Farewell to Alex Zanardi, Dr. Costa’s touching remembrance

The news of Alex Zanardi’s passing at 59 years of age has transversally affected all people linked to the world of motors, the first sporting love of the Bologna-born champion. Among the many memories expressed immediately, especially via social media, that of Dr. Claudio Costa, the famous founder of Clinica Mobile and, above all, a longtime friend of Zanardi himself, is striking.
“Alessandro Zanardi has left this earthly world to go racing in the prairies of heaven. Atrocious, heartbreaking news like that of Ayrton Senna on May 1, 1994,” Dr. Costa wrote on his Instagram profile. Alessandro reminds me of the great poet and philosopher Giacomo Leopardi’s poem ‘The Broom’: the flower that spreads perfume through fragrant thickets before the incandescent lava of Vesuvius destroyer incinerates it.”
“In fact, in 2001, he suffered a terrible accident that made the whole world shudder. He arrived at the hospital with less than a liter of blood, in very serious medical condition for which Nasa’s textbooks gave him no chance but after 17 surgeries and 7 cardiac arrests Alexander said to the death he was playing with in the chessboard of life, ‘This time I won’ and Nasa had to rewrite the terms of his books.”

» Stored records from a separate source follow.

//! Noise and random UGens.

use crate::synthdef::ugen;

ugen! {
    /// Brownian noise.
    BrownNoise[ar, kr] {}
}

ugen! {
    /// Noise whose values are only -1 or +1.
    ClipNoise[ar, kr] {}
}

ugen! {
    /// Statistically pass or block triggers.
    CoinGate[ar, kr] {
        probability: 0.5,
        trigger: required,
    }
}

ugen! {
    /// Chaotic noise from a crackle map.
    Crackle[ar, kr] {
        chaos_parameter: 1.5,
    }
}

ugen! {
    /// Random positive impulses.
    Dust[ar, kr] {
        density: 0.0,
    }
}

ugen! {
    /// Random bipolar impulses.
    Dust2[ar, kr] {
        density: 0.0,
    }
}

ugen! {
    /// Exponentially distributed random value at initialization.
    ExpRand[ir] {
        minimum: 0.0,
        maximum: 1.0,
    }
}

ugen! {
    /// Gray-code noise.
    GrayNoise[ar, kr] {}
}

ugen! {
    /// Deterministic scrambling of a signal into noise.
    Hasher[ar, kr] {
        source: required,
    }
}

ugen! {
    /// Uniform random integer at initialization.
    IRand[ir] {
        minimum: 0,
        maximum: 127,
    }
}

ugen! {
    /// Sample-and-hold clipped noise.
    LFClipNoise[ar, kr] {
        frequency: 500.0,
    }
}

ugen! {
    /// Dynamic-rate clipped noise.
    LFDClipNoise[ar, kr] {
        frequency: 500.0,
    }
}

ugen! {
    /// Dynamic-rate step noise.
    LFDNoise0[ar, kr] {
        frequency: 500.0,
    }
}

ugen! {
    /// Dynamic-rate ramp noise.
    LFDNoise1[ar, kr] {
        frequency: 500.0,
    }
}

ugen! {
    /// Dynamic-rate cubic noise.
    LFDNoise3[ar, kr] {
        frequency: 500.0,
    }
}

ugen! {
    /// Step noise.
    LFNoise0[ar, kr] {
        frequency: 500.0,
    }
}

ugen! {
    /// Linearly interpolated noise.
    LFNoise1[ar, kr] {
        frequency: 500.0,
    }
}

ugen! {
    /// Quadratically interpolated noise.
    LFNoise2[ar, kr] {
        frequency: 500.0,
    }
}

ugen! {
    /// Skewed random value at initialization.
    LinRand[ir] {
        minimum: 0.0,
        maximum: 1.0,
        skew: 0,
    }
}

ugen! {
    /// Chaotic noise from the logistic map.
    Logistic[ar, kr] {
        chaos_parameter: 3,
        frequency: 1000,
        initial_y: 0.5,
    }
}

ugen! {
    /// Mask off mantissa bits to add quantization noise.
    MantissaMask[ar, kr] {
        source: 0,
        bits: 3,
    }
}

ugen! {
    /// Sum of `n` uniform random values at initialization.
    NRand[ir] {
        minimum: 0.0,
        maximum: 1.0,
        n: 1,
    }
}

ugen! {
    /// Pink noise.
    PinkNoise[ar, kr] {}
}

ugen! {
    /// Uniform random value at initialization.
    Rand[ir] {
        minimum: 0.0,
        maximum: 1.0,
    }
}

ugen! {
    /// Select the random generator stream for this synth.
    RandID[kr, ir](width_first: true) {
        rand_id: 1,
    }
}

ugen! {
    /// Reseed the random generator stream.
    RandSeed[ar, kr, ir](width_first: true) {
        trigger: 0,
        seed: 56789,
    }
}

ugen! {
    /// Triggered exponentially distributed random value.
    TExpRand[ar, kr] {
        minimum: 0.01,
        maximum: 1.0,
        trigger: 0,
    }
}

ugen! {
    /// Triggered random integer.
    TIRand[ar, kr] {
        minimum: 0,
        maximum: 127,
        trigger: 0,
    }
}

ugen! {
    /// Triggered uniform random value.
    TRand[ar, kr] {
        minimum: 0.0,
        maximum: 1.0,
        trigger: 0,
    }
}

ugen! {
    /// Triggered weighted index selection.
    TWindex[ar, kr] {
        trigger: required,
        normalize: 0,
        array: unexpanded,
    }
}

ugen! {
    /// White noise.
    WhiteNoise[ar, kr] {}
}
//! Filter UGens.

use crate::synthdef::ugen;

ugen! {
    /// All-pass filter with radius control.
    APF[ar, kr](pure: true) {
        source: required,
        frequency: 440.0,
        radius: 0.8,
    }
}

ugen! {
    /// Second-order band-pass filter.
    BPF[ar, kr](pure: true) {
        source: required,
        frequency: 440.0,
        reciprocal_of_q: 1.0,
    }
}

ugen! {
    /// Two-zero fixed midpass filter.
    BPZ2[ar, kr](pure: true) {
        source: required,
    }
}

ugen! {
    /// Second-order band-reject filter.
    BRF[ar, kr](pure: true) {
        source: required,
        frequency: 440.0,
        reciprocal_of_q: 1.0,
    }
}

ugen! {
    /// Two-zero fixed midcut filter.
    BRZ2[ar, kr](pure: true) {
        source: required,
    }
}

ugen! {
    /// Exponential decay of impulses.
    Decay[ar, kr](pure: true) {
        source: required,
        decay_time: 1.0,
    }
}

ugen! {
    /// Attack-decay envelope on impulses.
    Decay2[ar, kr](pure: true) {
        source: required,
        attack_time: 0.01,
        decay_time: 1.0,
    }
}

ugen! {
    /// Fire a done action when the source falls silent.
    DetectSilence[ar, kr] {
        source: required,
        threshold: 0.0001,
        time: 0.1,
        done_action: 0,
    }
}

ugen! {
    /// First-order section with explicit coefficients.
    FOS[ar, kr](pure: true) {
        source: required,
        a_0: 0.0,
        a_1: 0.0,
        b_1: 0.0,
    }
}

ugen! {
    /// Formant-style resonator with attack and decay.
    Formlet[ar, kr](pure: true) {
        source: required,
        frequency: 440.0,
        attack_time: 1.0,
        decay_time: 1.0,
    }
}

ugen! {
    /// Second-order high-pass filter.
    HPF[ar, kr](pure: true) {
        source: required,
        frequency: 440.0,
    }
}

ugen! {
    /// One-zero high-pass filter.
    HPZ1[ar, kr](pure: true) {
        source: required,
    }
}

ugen! {
    /// Two-zero high-pass filter.
    HPZ2[ar, kr](pure: true) {
        source: required,
    }
}

ugen! {
    /// Leaky integrator.
    Integrator[ar, kr](pure: true) {
        source: required,
        coefficient: 1.0,
    }
}

ugen! {
    /// Exponential lag smoother.
    Lag[ar, kr](pure: true) {
        source: required,
        lag_time: 0.1,
    }
}

ugen! {
    /// Lag with separate up and down times.
    LagUD[ar, kr](pure: true) {
        source: required,
        lag_time_up: 0.1,
        lag_time_down: 0.1,
    }
}

ugen! {
    /// Cascade of two lags.
    Lag2[ar, kr](pure: true) {
        source: required,
        lag_time: 0.1,
    }
}

ugen! {
    /// Cascade of two up/down lags.
    Lag2UD[ar, kr](pure: true) {
        source: required,
        lag_time_up: 0.1,
        lag_time_down: 0.1,
    }
}

ugen! {
    /// Cascade of three lags.
    Lag3[ar, kr](pure: true) {
        source: required,
        lag_time: 0.1,
    }
}

ugen! {
    /// Cascade of three up/down lags.
    Lag3UD[ar, kr](pure: true) {
        source: required,
        lag_time_up: 0.1,
        lag_time_down: 0.1,
    }
}

ugen! {
    /// Remove DC offset.
    LeakDC[ar, kr](pure: true) {
        source: required,
        coefficient: 0.995,
    }
}

ugen! {
    /// Second-order low-pass filter.
    LPF[ar, kr](pure: true) {
        source: required,
        frequency: 440.0,
    }
}

ugen! {
    /// One-zero low-pass filter.
    LPZ1[ar, kr](pure: true) {
        source: required,
    }
}

ugen! {
    /// Two-zero low-pass filter.
    LPZ2[ar, kr](pure: true) {
        source: required,
    }
}

ugen! {
    /// Running median over a sliding window.
    Median[ar, kr](pure: true) {
        length: 3,
        source: required,
    }
}

ugen! {
    /// Parametric mid-band equalizer.
    MidEQ[ar, kr](pure: true) {
        source: required,
        frequency: 440.0,
        reciprocal_of_q: 1.0,
        db: 0.0,
    }
}

ugen! {
    /// Moog-style 24 dB resonant low-pass ladder.
    MoogFF[ar, kr](pure: true) {
        source: required,
        frequency: 100.0,
        gain: 2.0,
        reset: 0.0,
    }
}

ugen! {
    /// One-pole filter.
    OnePole[ar, kr](pure: true) {
        source: required,
        coefficient: 0.5,
    }
}

ugen! {
    /// One-zero filter.
    OneZero[ar, kr](pure: true) {
        source: required,
        coefficient: 0.5,
    }
}

ugen! {
    /// Resonant high-pass filter.
    RHPF[ar, kr](pure: true) {
        source: required,
        frequency: 440.0,
        reciprocal_of_q: 1.0,
    }
}

ugen! {
    /// Resonant low-pass filter.
    RLPF[ar, kr](pure: true) {
        source: required,
        frequency: 440.0,
        reciprocal_of_q: 1.0,
    }
}

ugen! {
    /// Break a signal into linear line segments.
    Ramp[ar, kr](pure: true) {
        source: required,
        lag_time: 0.1,
    }
}

ugen! {
    /// Ringing resonator.
    Ringz[ar, kr](pure: true) {
        source: required,
        frequency: 440.0,
        decay_time: 1.0,
    }
}

ugen! {
    /// Second-order section with explicit coefficients.
    SOS[ar, kr](pure: true) {
        source: required,
        a_0: 0.0,
        a_1: 0.0,
        a_2: 0.0,
        b_1: 0.0,
        b_2: 0.0,
    }
}

ugen! {
    /// Slew-rate limiter.
    Slew[ar, kr](pure: true) {
        source: required,
        up: 1.0,
        down: 1.0,
    }
}

ugen! {
    /// First-order derivative approximation.
    Slope[ar, kr](pure: true) {
        source: required,
    }
}

ugen! {
    /// Two-pole filter.
    TwoPole[ar, kr](pure: true) {
        source: required,
        frequency: 440.0,
        radius: 0.8,
    }
}

ugen! {
    /// Two-zero filter.
    TwoZero[ar, kr](pure: true) {
        source: required,
        frequency: 440.0,
        radius: 0.8,
    }
}
#[cfg(test)]
mod tests {
    use super::*;

    #[test]
    fn constant_folding_arithmetic() {
        assert_eq!(Signal::from(2.0) + 3.0, Signal::Const(5.0));
        assert_eq!(Signal::from(2.0) - 3.0, Signal::Const(-1.0));
        assert_eq!(Signal::from(2.0) * 3.0, Signal::Const(6.0));
        assert_eq!(Signal::from(1.0) / 4.0, Signal::Const(0.25));
        assert_eq!(Signal::from(7.0).floor_div(2.0), Signal::Const(3.0));
        assert_eq!(Signal::from(2.0).pow(3.0), Signal::Const(8.0));
    }

    #[test]
    fn constant_folding_is_commutative_for_commutative_ops() {
        assert_eq!(Signal::from(2.0) + 3.0, Signal::from(3.0) + 2.0);
        assert_eq!(Signal::from(2.0) * 3.0, Signal::from(3.0) * 2.0);
    }

    #[test]
    fn floored_modulo_matches_server_semantics() {
        assert_eq!(Signal::from(7.0) % 2.0, Signal::Const(1.0));
        assert_eq!(Signal::from(-7.0) % 2.0, Signal::Const(1.0));
    }

    #[test]
    fn comparison_folding() {
        assert_eq!(Signal::from(3.0).le(5.0), Signal::Const(1.0));
        assert_eq!(Signal::from(3.0).ge(5.0), Signal::Const(0.0));
        assert_eq!(Signal::from(3.0).lt(5.0), Signal::Const(1.0));
        assert_eq!(Signal::from(3.0).gt(5.0), Signal::Const(0.0));
        assert_eq!(Signal::from(3.0).equal(3.0), Signal::Const(1.0));
        assert_eq!(Signal::from(3.0).not_equal(3.0), Signal::Const(0.0));
    }

    #[test]
    fn min_max_folding() {
        assert_eq!(Signal::from(3.0).min(5.0), Signal::Const(3.0));
        assert_eq!(Signal::from(3.0).max(5.0), Signal::Const(5.0));
    }

    #[test]
    fn unary_folding() {
        assert_eq!(Signal::from(9.0).sqrt(), Signal::Const(3.0));
        assert_eq!(Signal::from(0.0).sin(), Signal::Const(0.0));
        assert_eq!(Signal::from(-2.5).abs(), Signal::Const(2.5));
        assert_eq!(-Signal::from(2.0), Signal::Const(-2.0));
        assert_eq!(Signal::from(3.0).squared(), Signal::Const(9.0));
    }

    #[test]
    fn vector_ops_broadcast_pointwise() {
        let vector = Signal::from([1.0, 2.0, 3.0]) * 2.0;
        assert_eq!(
            vector,
            Signal::Vector(vec![
                Signal::Const(2.0),
                Signal::Const(4.0),
                Signal::Const(6.0),
            ])
        );
    }

    #[test]
    fn vector_length_one_broadcasts() {
        let result = Signal::from([10.0]) + Signal::from([1.0, 2.0]);
        assert_eq!(
            result,
            Signal::Vector(vec![Signal::Const(11.0), Signal::Const(12.0)])
        );
    }

    #[test]
    fn scalar_lhs_operators() {
        assert_eq!(2.0 * Signal::from(3.0), Signal::Const(6.0));
        assert_eq!(1.0 - Signal::from(0.25), Signal::Const(0.75));
    }

    #[test]
    fn rate_of_constants_is_scalar() {
        assert_eq!(
            Signal::from(440.0).calculation_rate(),
            CalculationRate::Scalar
        );
    }
}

“From the rubble of Berlin, Alessandro rose up to amaze the whole world by standing in front of the audience at the Bologna MotorShow just three months after the accident, marveling everyone present. And he did it with his usual irony, with a quip, ‘For the emotion my legs are shaking,’ leaving all the onlookers and Michael Schumacher also awarded that day with Autosprint’s Golden Helmets, stunned. Standing on the stage smiling while everyone wept he had checkmated death by forgetting the half of his body that had been stolen in a diabolical way in Berlin.”
“In a very short time he returned to his family affections with his sweet wife Daniela and son Niccolò, got into karts and drove motorcycles, returned to the snow to ski and to the much-loved sea to swim. Surprising everyone he returned to racing first by completing the Berlin race that the terrible accident had cut short atrociously with times that would have earned him the front row, and in 2006 in Valencia he entered the F1 cockpit setting lap times similar to those of the champion Vettel. His skill and ingenuity modified the Gran Turismo car so that he could drive it and stand on the steps of the world championship podium.”
“Driven by an inexhaustible curiosity and desire for the new, he began history with handbiking winning many world championships and when the Paralympics gold medals were placed around his neck in London he shouted ‘I am a happy man,’ and playing on the chessboard of life he forgot the nothingness of the endgame. Today the inescapable victor reminded him of that. At these junctures of life I should say that I am torn with grief but Alexander, who with his friendship and sensitivity had redrawn the boundaries of my soul not only as a doctor but as a man, had given me the tools to be able to bear it: the dream that out of tragedy comes beauty.”